What needs to be done | Return the lines below that contain the word "snapshot".

==== Source data ====

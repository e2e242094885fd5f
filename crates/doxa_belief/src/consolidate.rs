//! Belief Consolidator - threshold-gated promotion of a cluster to a belief
//!
//! Scores a cluster's potential and, when it crosses the configured
//! threshold, emits a durable belief record. Not crossing the threshold is
//! the normal non-formation path, not an error. Consolidation is idempotent:
//! the belief id is derived from the member feeling ids, and every field is a
//! pure function of the cluster snapshot and the consolidation instant.

use chrono::{DateTime, Utc};
use uuid::Uuid;

use doxa_core::squash::squash_unit;
use doxa_core::{
    Belief, BeliefEvidence, BeliefSources, DoxaConfig, EmotionalSignature,
};

use crate::cluster::FeelingCluster;

/// Namespace for deriving belief ids from cluster membership.
const BELIEF_NAMESPACE: Uuid = Uuid::from_u128(0x8f0c_42d1_7a5e_4b3c_9d26_315e_ab09_c4f7);

/// Cluster potential: totalWeight × coherence × |avgValence| × avgArousal.
///
/// Emotionally flat clusters (near-zero valence or arousal) score near zero
/// no matter how heavy they are - indifference does not consolidate.
pub fn evaluate(cluster: &FeelingCluster) -> f32 {
    cluster.total_weight
        * cluster.coherence
        * cluster.average_valence.abs()
        * cluster.average_arousal
}

/// Promote the cluster to a belief if its potential crosses the threshold.
pub fn consolidate(
    cluster: &FeelingCluster,
    now: DateTime<Utc>,
    config: &DoxaConfig,
) -> Option<Belief> {
    let potential = evaluate(cluster);
    if potential < config.tunables.belief_threshold {
        tracing::debug!(
            potential,
            threshold = config.tunables.belief_threshold,
            "Cluster below belief threshold"
        );
        return None;
    }

    let mut sources = BeliefSources::default();
    for member in &cluster.members {
        sources.primary.insert(member.source);
    }

    // Members arrive ordered by contribution strength descending; the
    // evidence list preserves that order.
    let mut evidence = BeliefEvidence::default();
    for member in &cluster.members {
        evidence.feelings.push(member.id);
        if !evidence.contexts.contains(&member.environment) {
            evidence.contexts.push(member.environment);
        }
        if !evidence.contexts.contains(&member.trigger) {
            evidence.contexts.push(member.trigger);
        }
    }

    let belief = Belief {
        id: belief_id(cluster),
        content: cluster.centroid_content.clone(),
        confidence: squash_unit(potential),
        signature: EmotionalSignature::new(cluster.average_valence, cluster.average_arousal),
        sources,
        evidence,
        formed_at: now,
        last_updated: now,
        version: 1,
        adaptability: adaptability(cluster, config),
        trust_score: trust_score(cluster, config),
        superseded: false,
    };

    tracing::info!(
        belief = %belief.id,
        potential,
        confidence = belief.confidence,
        members = cluster.len(),
        "Consolidated cluster into belief"
    );
    Some(belief)
}

/// Deterministic belief id: v5 over the ordered member feeling ids, so an
/// unchanged cluster snapshot always consolidates to the same identity.
fn belief_id(cluster: &FeelingCluster) -> Uuid {
    let mut bytes = Vec::with_capacity(cluster.members.len() * 16);
    for member in &cluster.members {
        bytes.extend_from_slice(member.id.as_bytes());
    }
    Uuid::new_v5(&BELIEF_NAMESPACE, &bytes)
}

/// Base adaptability, raised proportionally when member-weight variance
/// signals a volatile cluster. Variance of values in [0,1] is at most 0.25,
/// which normalizes the raise.
fn adaptability(cluster: &FeelingCluster, config: &DoxaConfig) -> f32 {
    let n = cluster.members.len() as f32;
    let mean = cluster.total_weight / n;
    let variance = cluster
        .members
        .iter()
        .map(|m| (m.strength - mean).powi(2))
        .sum::<f32>()
        / n;
    let volatility = (variance / 0.25).min(1.0);
    (config.tunables.base_adaptability + config.tunables.volatility_gain * volatility)
        .clamp(0.0, 1.0)
}

/// Strength-weighted mean of per-source trust values.
fn trust_score(cluster: &FeelingCluster, config: &DoxaConfig) -> f32 {
    if cluster.total_weight <= f32::EPSILON {
        return 1.0;
    }
    cluster
        .members
        .iter()
        .map(|m| m.strength * config.source_trust(&m.source))
        .sum::<f32>()
        / cluster.total_weight
}
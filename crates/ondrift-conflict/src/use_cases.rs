//! Conflict use cases - orchestrate detection and resolution
//!
//! These use cases integrate the conflict detector, policy engine, and
//! resolver into coherent workflows used by the sync engine.

use std::sync::Arc;

use tracing::{debug, info};

use ondrift_core::{
    domain::{
        conflict::{Conflict, Resolution, ResolutionSource},
        newtypes::SyncPath,
        sync_item::SyncItem,
    },
    ports::state_repository::IStateRepository,
};

use crate::{
    detector::{ConflictDetector, DetectionResult},
    error::ConflictError,
    policy::PolicyEngine,
    resolver::ConflictResolver,
};

/// Orchestrates conflict detection + policy evaluation + auto-resolution
pub struct DetectConflictUseCase {
    policy_engine: PolicyEngine,
    state_repository: Arc<dyn IStateRepository>,
    resolver: Option<Arc<ConflictResolver>>,
    sync_root: SyncPath,
}

impl DetectConflictUseCase {
    pub fn new(
        policy_engine: PolicyEngine,
        state_repository: Arc<dyn IStateRepository>,
        resolver: Option<Arc<ConflictResolver>>,
        sync_root: SyncPath,
    ) -> Self {
        Self {
            policy_engine,
            state_repository,
            resolver,
            sync_root,
        }
    }

    /// Check a remote update for conflicts and handle accordingly
    ///
    /// Returns `Some(Conflict)` if a conflict was detected and NOT auto-resolved,
    /// meaning it needs user intervention. Returns `None` if no conflict or
    /// if the conflict was auto-resolved by policy.
    pub async fn check_and_handle(
        &self,
        existing: &SyncItem,
        remote_hash: Option<&str>,
        remote_size: Option<u64>,
        remote_modified: Option<chrono::DateTime<chrono::Utc>>,
        remote_etag: Option<&str>,
    ) -> Result<Option<Conflict>, ConflictError> {
        let result = ConflictDetector::check_remote_update(
            existing,
            remote_hash,
            remote_size,
            remote_modified,
            remote_etag,
        );

        let conflict = match result {
            DetectionResult::NoConflict => return Ok(None),
            DetectionResult::Conflicted(c) => *c,
        };

        // Save the conflict
        self.state_repository
            .save_conflict(&conflict)
            .await
            .map_err(|e| ConflictError::ResolutionFailed(format!("save conflict: {e}")))?;

        // Mark the item as conflicted
        let mut updated_item = existing.clone();
        updated_item
            .mark_conflicted()
            .map_err(|e| ConflictError::ResolutionFailed(format!("mark conflicted: {e}")))?;
        self.state_repository
            .save_item(&updated_item)
            .await
            .map_err(|e| ConflictError::ResolutionFailed(format!("save item: {e}")))?;

        // Check if policy auto-resolves this
        let relative_path = existing
            .local_path()
            .relative_to(&self.sync_root)
            .map(|p| p.display().to_string())
            .unwrap_or_default();

        if let Some(auto_resolution) =
            ConflictDetector::should_auto_resolve(&self.policy_engine, &relative_path)
        {
            info!(
                path = %existing.local_path(),
                resolution = %auto_resolution,
                "Auto-resolving conflict via policy"
            );

            if let Some(ref resolver) = self.resolver {
                match resolver
                    .apply_resolution(
                        conflict.clone(),
                        auto_resolution,
                        ResolutionSource::Policy,
                        &updated_item,
                        &self.sync_root,
                    )
                    .await
                {
                    Ok(_resolved) => {
                        debug!("Conflict auto-resolved by policy");
                        return Ok(None);
                    }
                    Err(e) => {
                        // Auto-resolution failed, fall through to manual
                        tracing::warn!(error = %e, "Auto-resolution failed, leaving as unresolved");
                    }
                }
            }
        }

        // Conflict needs manual resolution
        Ok(Some(conflict))
    }
}

/// Orchestrates manual conflict resolution
pub struct ResolveConflictUseCase {
    resolver: Arc<ConflictResolver>,
    sync_root: SyncPath,
}

impl ResolveConflictUseCase {
    pub fn new(
        resolver: Arc<ConflictResolver>,
        sync_root: SyncPath,
    ) -> Self {
        Self {
            resolver,
            sync_root,
        }
    }

    /// Resolve a conflict by its ID
    pub async fn resolve(
        &self,
        conflict: Conflict,
        resolution: Resolution,
        item: &SyncItem,
    ) -> Result<Conflict, ConflictError> {
        self.resolver
            .apply_resolution(
                conflict,
                resolution,
                ResolutionSource::User,
                item,
                &self.sync_root,
            )
            .await
    }
}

====

Response to this task |
//! pure function of the cluster snapshot and the consolidation instant.
/// unchanged cluster snapshot always consolidates to the same identity.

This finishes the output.